Everybody has pet peeves, right? Maybe you're irked by the people who flip open their mobile phones the second the airplane hits the tarmac; or perhaps you're driven mad by the disembodied voice at the drive-through asking if you'd like an apple pie with that. For me it's littering out of cars and asking for money in the middle of a cultural event that everyone is enjoying and has already paid to be at. It always feels just a little off-not quite the proper or well-timed way to go about it-something Miss Manners would
tsk-tsk
. Every performance brought to town by the now defunct Santa Fe Stages was accompanied by an almost whiny plea for funding just at the moment I was beginning to relax, anticipate the show and forget the sting of the 20 or 30 bucks that had been lifted from me at the door. And just look how far south Stages went-clearly the ill-timed "ask" is a dubious strategy. But, it turns out, I'm willing to make an exception. I'm willing to let the peeve drain from my body and say that some people are doing cool enough stuff that they ought to ask for money if they need it.

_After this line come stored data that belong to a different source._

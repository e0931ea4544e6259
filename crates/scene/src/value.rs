use std::fmt;

use serde::de::{MapAccess, Visitor};
use serde::ser::SerializeMap;
use serde::{Deserialize, Deserializer, Serialize, Serializer};

/// Ordered name → occupancy table.
///
/// Lookup walks entries in insertion order and the first containment match
/// wins, so order is part of the table's meaning. Deserializing keeps the
/// document's key order.
#[derive(Debug, Clone, Default, PartialEq, Eq)]
pub struct ValueTable {
    entries: Vec<(String, u32)>,
}

impl ValueTable {
    pub fn new() -> Self {
        Self::default()
    }

    /// Insert or overwrite; an overwritten key keeps its position.
    pub fn insert(&mut self, key: impl Into<String>, value: u32) {
        let key = key.into();
        match self.entries.iter_mut().find(|(k, _)| *k == key) {
            Some(entry) => entry.1 = value,
            None => self.entries.push((key, value)),
        }
    }

    pub fn get(&self, key: &str) -> Option<u32> {
        self.entries
            .iter()
            .find(|(k, _)| k == key)
            .map(|(_, v)| *v)
    }

    pub fn len(&self) -> usize {
        self.entries.len()
    }

    pub fn is_empty(&self) -> bool {
        self.entries.is_empty()
    }

    pub fn iter(&self) -> impl Iterator<Item = (&str, u32)> {
        self.entries.iter().map(|(k, v)| (k.as_str(), *v))
    }

    /// Value for a feature display name, or 0 when nothing matches.
    ///
    /// A key matches when the name contains it or it contains the name. This
    /// accepts both abbreviated keys ("서울" for "서울특별시") and suffixed
    /// ones. When several keys match, the earliest entry wins regardless of
    /// how specific it is.
    pub fn resolve(&self, name: &str) -> u32 {
        self.resolve_entry(name).map(|(_, v)| v).unwrap_or(0)
    }

    /// The matching entry itself, for diagnostics.
    pub fn resolve_entry(&self, name: &str) -> Option<(&str, u32)> {
        if name.is_empty() {
            return None;
        }
        self.entries
            .iter()
            .find(|(key, _)| !key.is_empty() && (name.contains(key.as_str()) || key.contains(name)))
            .map(|(k, v)| (k.as_str(), *v))
    }

    /// Overwrite values for keys already present; unknown keys are ignored.
    ///
    /// Returns how many entries changed.
    pub fn apply_overrides<'a, I>(&mut self, overrides: I) -> usize
    where
        I: IntoIterator<Item = (&'a str, u32)>,
    {
        let mut changed = 0;
        for (key, value) in overrides {
            if let Some(entry) = self.entries.iter_mut().find(|(k, _)| k == key) {
                if entry.1 != value {
                    entry.1 = value;
                    changed += 1;
                }
            }
        }
        changed
    }
}

impl<K: Into<String>> FromIterator<(K, u32)> for ValueTable {
    fn from_iter<T: IntoIterator<Item = (K, u32)>>(iter: T) -> Self {
        let mut table = ValueTable::new();
        for (k, v) in iter {
            table.insert(k, v);
        }
        table
    }
}

impl Serialize for ValueTable {
    fn serialize<S: Serializer>(&self, serializer: S) -> Result<S::Ok, S::Error> {
        let mut map = serializer.serialize_map(Some(self.entries.len()))?;
        for (k, v) in &self.entries {
            map.serialize_entry(k, v)?;
        }
        map.end()
    }
}

struct TableVisitor;

impl<'de> Visitor<'de> for TableVisitor {
    type Value = ValueTable;

    fn expecting(&self, f: &mut fmt::Formatter<'_>) -> fmt::Result {
        f.write_str("a map of region name to integer percentage")
    }

    fn visit_map<A: MapAccess<'de>>(self, mut access: A) -> Result<ValueTable, A::Error> {
        let mut table = ValueTable::new();
        while let Some((k, v)) = access.next_entry::<String, u32>()? {
            table.insert(k, v);
        }
        Ok(table)
    }
}

impl<'de> Deserialize<'de> for ValueTable {
    fn deserialize<D: Deserializer<'de>>(deserializer: D) -> Result<Self, D::Error> {
        deserializer.deserialize_map(TableVisitor)
    }
}

/// Occupancy bands used for map fill and tooltip labels.
#[derive(Debug, Copy, Clone, PartialEq, Eq, Hash)]
pub enum PressureBand {
    Red,
    Yellow,
    /// Value 0: no data.
    Empty,
    Green,
}

impl PressureBand {
    pub fn for_value(value: u32) -> Self {
        if value > 50 {
            PressureBand::Red
        } else if value > 30 {
            PressureBand::Yellow
        } else if value == 0 {
            PressureBand::Empty
        } else {
            PressureBand::Green
        }
    }

    /// CSS class used by the tooltip.
    pub fn label(self) -> &'static str {
        match self {
            PressureBand::Red => "red",
            PressureBand::Yellow => "yellow",
            PressureBand::Empty => "null",
            PressureBand::Green => "green",
        }
    }
}
pub mod animation;
pub mod picking;
pub mod region;
pub mod value;
pub mod view;

pub use animation::*;
pub use picking::*;
pub use region::*;
pub use value::*;
pub use view::*;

At the opening performance for the Thanksgiving weekend's third annual Circus Luminous, when Lensic General Manager Bob Martin followed up thanks to sponsor Los Alamos National Bank with a request for the audience to dig a little deeper as well, the effect was a reminder that the show we were about to see was homegrown talent and if we want to see more of it springing up around Santa Fe, we've got to put some work (and a few bucks) into the early years of this particular garden. And when BING! band member Molly Sturges reiterated the need for additional funds during intermission it was a reminder that, not only is Circus Luminous not imported talent, something brought in from one of the coasts to make us all feel less provincial and more sophisticated, but it's actually a cultural export; the circus show is touring New Mexico this year and next, not something that passes through Clovis or Magdalena every day. Why did Circus Luminous need to find an additional $6,000 dollars? So the artists in the show could be paid. Paid for performing for children in Alamo and Silver City. Paid for the smiles and wide eyes they gave to adults in Santa Fe.
And lemme tell ya, artists spend too much time doing that kind of thing for free in this town. Part of it is social conditioning; being an artist has such little social value in the big picture that artists actually expect to be undervalued and settle for peanuts. Sure, Santa Fe is a culturally rich place with a huge art market and a theoretical respect for working artists, but of all the agencies and philanthropies that support non-profit arts organizations, name me the one that gives grants to individual artists. Show me the living wage movement that respects 20 years of musicianship as much as two years of bussing tables. So when Sturges, after belting out song after song in accompaniment to the circus with her unwavering and otherworldly voice, and with ironically nervous vocal cords stood up for artists being paid, I wanted to cheer. Also, I wanted someone in the audience to stand up and say, "I've got your $6,000 right here," or, "Is that all you need to bring this show to underserved parts of the state? How much will it take for you stay a little longer and teach them to create their own circus," or "Are you sure you've got per diems with that? Let me throw an extra few grand on the plate." Although I'm sure there were folks in the audience who could have done that, I wasn't one of them. But I was ready to roll up my sleeves in the artist soup kitchen and dish up Thanksgiving dinners to every artist who's never been paid enough and every artist whose hard-won skills have never garnered respect and every artist who composes or paints in the kitchen, unable to afford studio space and insulated against winter by a dwindling sack of rice and an empty tube of cadmium red.
I used to subscribe to the "build it and they will come" model. If you're doing something important and good that everybody enjoys, like Circus Luminous, all those people with incomes demanding charitable contributions will find you, right? Nope, I learned the hard way it don't work like that. That's the last time I trust the "wisdom" of a Kevin Costner movie. There are definitely angels out there, patrons whose wealth is matched by cultural enthusiasm and community engagement, but they are few and far between. The more frequent case with wealthy donors is that they're drawn to causes that their friends already support or things that make them feel hip, but also safe and powerful. And with something like Circus Luminous-a collaboration between Moving People Dance Theater, BING!, Wise Fool (and, it could be argued, The Lensic), with direction this year coming out of Angel Exit Theater-that really manifests as an anti-elite art of the people, why shouldn't it be largely supported by the people? All we need to do is figure out the low-dollar, per-person way to get some artists paid. Is it a surcharge on video and DVD rentals? An option to round up to the nearest dollar on our water bill? Do we just want to vote to stick it to somebody else, like additional property tax for part-time residents? I don't know the answer, but I think it's important and I think it's up to us. So I'm asking.